Shanti Bhavan Children's Project
Ajit George, the Operations Director of Shanti Bhavan. It's a school in Southeast India that educates children through high school with the long term goal of lifting families out of poverty.

If you had to choose between accepting a multimillion-dollar inheritance, or using that money to build a school in India for children who are trapped in poverty, what would you do?

When Ajit George was 22 years old, this was the choice given to him by his father, Abraham George. Ajit George decided to forgo the money.

“I pushed them to share and to reinvest that money into the community and into society to people who really needed it,” Ajit said of his parents.

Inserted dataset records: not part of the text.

//! Configuration for screengif.
//!
//! Defaults can be set in `~/.config/screengif/config.toml`; command line arguments take
//! precedence and are validated strictly, with every problem reported at once.
//!
//! ```toml
//! [capture]
//! interval = 0.2
//! duration = 4
//!
//! [output]
//! directory = "~/Videos"
//! clipboard = false
//! ```

pub mod types;

pub use types::{
    CaptureConfig, DEFAULT_DURATION, DEFAULT_INTERVAL, MAX_DURATION, MAX_INTERVAL, MIN_DURATION,
    MIN_INTERVAL, OutputConfig,
};

use crate::capture::CaptureSession;
use crate::output::{Destination, file};
use anyhow::{Context, Result};
use log::{debug, info};
use serde::{Deserialize, Serialize};
use std::fs;
use std::path::{Path, PathBuf};
use thiserror::Error;

/// Settings read from the configuration file.
#[derive(Debug, Clone, Serialize, Deserialize, Default, PartialEq)]
pub struct Config {
    #[serde(default)]
    pub capture: CaptureConfig,

    #[serde(default)]
    pub output: OutputConfig,
}

impl Config {
    /// Clamps out-of-range file values to the nearest valid value, logging a warning.
    fn validate_and_clamp(&mut self) {
        if !self.capture.interval.is_finite() {
            log::warn!(
                "Invalid interval {}, falling back to {}",
                self.capture.interval,
                DEFAULT_INTERVAL
            );
            self.capture.interval = DEFAULT_INTERVAL;
        } else if !(MIN_INTERVAL..=MAX_INTERVAL).contains(&self.capture.interval) {
            log::warn!(
                "Invalid interval {:.2}, clamping to {}-{} range",
                self.capture.interval,
                MIN_INTERVAL,
                MAX_INTERVAL
            );
            self.capture.interval = self.capture.interval.clamp(MIN_INTERVAL, MAX_INTERVAL);
        }

        if !(MIN_DURATION..=MAX_DURATION).contains(&self.capture.duration) {
            log::warn!(
                "Invalid duration {}, clamping to {}-{} range",
                self.capture.duration,
                MIN_DURATION,
                MAX_DURATION
            );
            self.capture.duration = self.capture.duration.clamp(MIN_DURATION, MAX_DURATION);
        }
    }

    /// Returns the path to the configuration file (`~/.config/screengif/config.toml`).
    ///
    /// # Errors
    /// Returns an error if the config directory cannot be determined (e.g., HOME not set).
    pub fn get_config_path() -> Result<PathBuf> {
        let config_dir = dirs::config_dir()
            .context("Could not find config directory")?
            .join("screengif");

        Ok(config_dir.join("config.toml"))
    }

    /// Loads the configuration file, or returns defaults if there is none.
    pub fn load() -> Result<Self> {
        Self::load_from(&Self::get_config_path()?)
    }

    /// Loads configuration from `path`, or returns defaults if the file does not exist.
    ///
    /// # Errors
    /// Returns an error if the file exists but cannot be read or is not valid TOML.
    pub fn load_from(path: &Path) -> Result<Self> {
        if !path.exists() {
            debug!("No config file at {}, using defaults", path.display());
            return Ok(Self::default());
        }

        let config_str = fs::read_to_string(path)
            .with_context(|| format!("Failed to read config from {}", path.display()))?;

        let mut config: Config = toml::from_str(&config_str)
            .with_context(|| format!("Failed to parse config from {}", path.display()))?;

        config.validate_and_clamp();

        info!("Loaded config from {}", path.display());
        debug!("Config: {:?}", config);

        Ok(config)
    }
}

/// Raw values supplied on the command line, before validation.
#[derive(Debug, Clone, Default)]
pub struct Overrides {
    pub interval: Option<String>,
    pub duration: Option<String>,
    pub clipboard: bool,
    pub output_dir: Option<PathBuf>,
}

/// Errors found while validating command line values.
#[derive(Debug, Error, PartialEq)]
pub enum ConfigError {
    /// Every invalid value, in argument order.
    #[error("invalid arguments:{}", bullet_list(.0))]
    Invalid(Vec<String>),
}

fn bullet_list(problems: &[String]) -> String {
    problems.iter().map(|p| format!("\n  - {}", p)).collect()
}

/// Validated, immutable parameters for one run.
#[derive(Debug, Clone, PartialEq)]
pub struct RunSettings {
    pub session: CaptureSession,
    pub destination: Destination,
    /// Directory for disk deliveries; `None` when no desktop directory could be found.
    pub output_dir: Option<PathBuf>,
}

impl RunSettings {
    /// Merge command line values over the file configuration.
    ///
    /// # Errors
    /// Returns every invalid interval or duration value together.
    pub fn resolve(config: &Config, overrides: &Overrides) -> Result<Self, ConfigError> {
        let mut problems = Vec::new();

        let interval = match overrides.interval.as_deref() {
            Some(raw) => parse_interval(raw).unwrap_or_else(|problem| {
                problems.push(problem);
                DEFAULT_INTERVAL
            }),
            None => config.capture.interval,
        };

        let duration = match overrides.duration.as_deref() {
            Some(raw) => parse_duration(raw).unwrap_or_else(|problem| {
                problems.push(problem);
                DEFAULT_DURATION
            }),
            None => config.capture.duration,
        };

        if !problems.is_empty() {
            return Err(ConfigError::Invalid(problems));
        }

        let destination = if overrides.clipboard || config.output.clipboard {
            Destination::Clipboard
        } else {
            Destination::Disk
        };

        let output_dir = overrides
            .output_dir
            .clone()
            .or_else(|| config.output.directory.as_deref().map(file::expand_tilde))
            .or_else(file::default_output_dir);

        Ok(Self {
            session: CaptureSession::new(interval, duration),
            destination,
            output_dir,
        })
    }
}

fn parse_interval(raw: &str) -> Result<f64, String> {
    let value: f64 = raw
        .trim()
        .parse()
        .map_err(|_| format!("interval must be a number of seconds, got '{}'", raw))?;

    if !(MIN_INTERVAL..=MAX_INTERVAL).contains(&value) {
        return Err(format!(
            "interval must be between {} and {} seconds, got {}",
            MIN_INTERVAL, MAX_INTERVAL, raw
        ));
    }
    Ok(value)
}

fn parse_duration(raw: &str) -> Result<u32, String> {
    let value: u32 = raw
        .trim()
        .parse()
        .map_err(|_| format!("duration must be a whole number of seconds, got '{}'", raw))?;

    if !(MIN_DURATION..=MAX_DURATION).contains(&value) {
        return Err(format!(
            "duration must be between {} and {} seconds, got {}",
            MIN_DURATION, MAX_DURATION, raw
        ));
    }
    Ok(value)
}

#[cfg(test)]
mod tests {
    use super::*;
    use tempfile::TempDir;

    fn overrides(interval: Option<&str>, duration: Option<&str>) -> Overrides {
        Overrides {
            interval: interval.map(str::to_string),
            duration: duration.map(str::to_string),
            ..Default::default()
        }
    }

    #[test]
    fn defaults_give_fifty_frames_to_disk() {
        let settings = RunSettings::resolve(&Config::default(), &Overrides::default()).unwrap();
        assert_eq!(settings.session.interval(), 0.1);
        assert_eq!(settings.session.duration(), 5);
        assert_eq!(settings.session.frame_count(), 50);
        assert_eq!(settings.destination, Destination::Disk);
    }

    #[test]
    fn interval_bounds_are_inclusive() {
        let config = Config::default();
        assert!(RunSettings::resolve(&config, &overrides(Some("0.1"), None)).is_ok());
        assert!(RunSettings::resolve(&config, &overrides(Some("1.0"), None)).is_ok());

        let ConfigError::Invalid(problems) =
            RunSettings::resolve(&config, &overrides(Some("0.05"), None)).unwrap_err();
        assert_eq!(problems.len(), 1);
        assert!(problems[0].contains("interval"));

        assert!(RunSettings::resolve(&config, &overrides(Some("2.0"), None)).is_err());
    }

    #[test]
    fn duration_bounds_are_inclusive() {
        let config = Config::default();
        assert!(RunSettings::resolve(&config, &overrides(None, Some("2"))).is_ok());
        assert!(RunSettings::resolve(&config, &overrides(None, Some("10"))).is_ok());
        assert!(RunSettings::resolve(&config, &overrides(None, Some("1"))).is_err());
        assert!(RunSettings::resolve(&config, &overrides(None, Some("11"))).is_err());
    }

    #[test]
    fn all_problems_are_reported_together() {
        let err = RunSettings::resolve(&Config::default(), &overrides(Some("0.05"), Some("11")))
            .unwrap_err();

        let message = err.to_string();
        assert!(message.starts_with("invalid arguments:\n  - interval"), "{message}");
        assert!(message.contains("\n  - duration"), "{message}");

        let ConfigError::Invalid(problems) = err;
        assert_eq!(problems.len(), 2);
        assert!(problems[0].contains("interval"));
        assert!(problems[1].contains("duration"));
    }

    #[test]
    fn non_numeric_values_are_rejected() {
        let ConfigError::Invalid(problems) =
            RunSettings::resolve(&Config::default(), &overrides(Some("fast"), Some("2.5")))
                .unwrap_err();

        assert_eq!(problems.len(), 2);
        assert!(problems[0].contains("'fast'"));
        assert!(problems[1].contains("'2.5'"));
    }

    #[test]
    fn nan_interval_is_rejected() {
        assert!(RunSettings::resolve(&Config::default(), &overrides(Some("NaN"), None)).is_err());
    }

    #[test]
    fn command_line_overrides_file_values() {
        let config = Config {
            capture: CaptureConfig {
                interval: 0.5,
                duration: 4,
            },
            output: OutputConfig {
                directory: Some("/srv/gifs".into()),
                clipboard: false,
            },
        };
        let cli = Overrides {
            interval: Some("0.2".into()),
            clipboard: true,
            output_dir: Some(PathBuf::from("/tmp/out")),
            ..Default::default()
        };

        let settings = RunSettings::resolve(&config, &cli).unwrap();

        assert_eq!(settings.session.interval(), 0.2);
        assert_eq!(settings.session.duration(), 4);
        assert_eq!(settings.session.frame_count(), 20);
        assert_eq!(settings.destination, Destination::Clipboard);
        assert_eq!(settings.output_dir, Some(PathBuf::from("/tmp/out")));
    }

    #[test]
    fn file_output_directory_is_used_without_override() {
        let config = Config {
            output: OutputConfig {
                directory: Some("/srv/gifs".into()),
                clipboard: true,
            },
            ..Default::default()
        };

        let settings = RunSettings::resolve(&config, &Overrides::default()).unwrap();

        assert_eq!(settings.output_dir, Some(PathBuf::from("/srv/gifs")));
        assert_eq!(settings.destination, Destination::Clipboard);
    }

    #[test]
    fn load_from_missing_file_gives_defaults() {
        let temp = TempDir::new().unwrap();
        let config = Config::load_from(&temp.path().join("config.toml")).unwrap();
        assert_eq!(config, Config::default());
    }

    #[test]
    fn load_from_clamps_out_of_range_values() {
        let temp = TempDir::new().unwrap();
        let path = temp.path().join("config.toml");
        fs::write(
            &path,
            "[capture]\ninterval = 3.0\nduration = 30\n\n[output]\nclipboard = true\n",
        )
        .unwrap();

        let config = Config::load_from(&path).unwrap();

        assert_eq!(config.capture.interval, MAX_INTERVAL);
        assert_eq!(config.capture.duration, MAX_DURATION);
        assert!(config.output.clipboard);
    }

    #[test]
    fn load_from_rejects_invalid_toml() {
        let temp = TempDir::new().unwrap();
        let path = temp.path().join("config.toml");
        fs::write(&path, "[capture\ninterval = ").unwrap();

        assert!(Config::load_from(&path).is_err());
    }
}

Both of Ajit's parents are from India. His father built a successful career in finance, and hoped one day to give back in some way to his home country.

Ajit was born in New York City and had a very privileged upbringing in New Jersey. However, trips to India to visit relatives played a role in shaping his view of the world, exposing him to things he’d never see in the suburbs of New Jersey.

It was on one of these trips when Ajit saw a level of human suffering that deeply troubled him. He was at a train station in Calcutta. He saw homeless men and women, some of whom were ill and half-starved, living in and around the station.

“You could see manifest, the despair in their eyes,” Ajit recalled. “And the crushing knowledge this was all they had. I felt a fundamental wrongness with the world. A fundamental wrongness that we as a people have structured society to allow this to happen, especially with the knowledge that it didn't have to be this way.”

Today, Ajit lives in Factoria, Washington, and spends about four months a year helping his father run the boarding school for impoverished children in Southeast India that the family started in 1997. It's calledShanti Bhavan.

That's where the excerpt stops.